Clearly more works needs to be done to reassure parents about the limited transmissibility of HIV, note the researchers. For their study, which was supported in part by the Agency for Healthcare Research and Quality (HS08578), they conducted in-person interviews with 344 parents who participated in the HIV Cost and Services Utilization Study, a nationally representative sample of adults receiving health care for HIV in the United States.

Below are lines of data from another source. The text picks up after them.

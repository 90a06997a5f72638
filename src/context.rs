//! Wires the layers together around one shared session.
use anyhow::Result;
use std::sync::Arc;
use tracing::info;

use crate::api::{AuthApi, HttpApi, Transport};
use crate::client::ApiClient;
use crate::config::Config;
use crate::gateway::Gateway;
use crate::mutation::MutationController;
use crate::notifications::NotificationFeed;
use crate::session::SessionStore;
use crate::storage::{LocalStorage, SqliteStorage};
use crate::store::LocalStore;
use crate::tasks::TaskBoard;
use crate::users::UserDirectory;

#[derive(Clone)]
pub struct AppContext {
    pub session: SessionStore,
    pub client: ApiClient,
    pub store: LocalStore,
    pub tasks: TaskBoard,
    pub users: UserDirectory,
    pub notifications: NotificationFeed,
}

impl AppContext {
    /// Build the production stack from config and restore any persisted
    /// session.
    pub async fn connect(cfg: &Config) -> Result<Self> {
        cfg.ensure_dirs()?;
        let database_url =
            std::env::var("DATABASE_URL").unwrap_or_else(|_| cfg.database_url());
        let storage = SqliteStorage::open(&database_url).await?;
        let api = Arc::new(HttpApi::from_config(cfg)?);
        info!(base_url = %api.base_url(), "connecting to task service");

        let ctx = Self::from_parts(api.clone(), api, Arc::new(storage));
        ctx.session.restore().await;
        Ok(ctx)
    }

    pub fn from_parts(
        transport: Arc<dyn Transport>,
        auth: Arc<dyn AuthApi>,
        storage: Arc<dyn LocalStorage>,
    ) -> Self {
        let session = SessionStore::new(auth, storage);
        let client = ApiClient::new(Gateway::new(transport, session.clone()));
        let store = LocalStore::new();
        // One controller so tasks and users share the per-entity ordering.
        let mutations = MutationController::new(store.clone());
        Self {
            tasks: TaskBoard::new(client.clone(), mutations.clone()),
            users: UserDirectory::new(client.clone(), mutations),
            notifications: NotificationFeed::new(client.clone()),
            session,
            client,
            store,
        }
    }
}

Overall, 25 percent of parents avoided interactions with their child Ňa lotÓ due to fear of passing HIV to their child; 18.8 percent avoided kissing their child on the lips, 14.5 percent avoided sharing utensils, 1.3 percent avoided hugging their child, and 1.1 percent avoided kissing their child on the cheek. Avoidance was especially prevalent among parents interviewed in Spanish (78 percent) vs. English (23 percent). Also, 19 percent of parents avoided interactions with their children "a lot" for fear of catching an infection, including kissing on the lips (16 percent) sharing utensils (13 percent), hugging (0.9 percent), and kissing on the cheek (0.8 percent). Overall, 58 percent of parents reported some contact avoidance (either a little or a lot) due to these fears.

See "Hugs and kisses," by Mark A. Schuster, M.D., Ph.D., Megan K. Beckett, Ph.D., Rosalie Corona, Ph.D., and Annie J. Zhou, M.S., in the February 2005 Archives of Pediatric and Adolescent Medicine 159, pp. 173-179.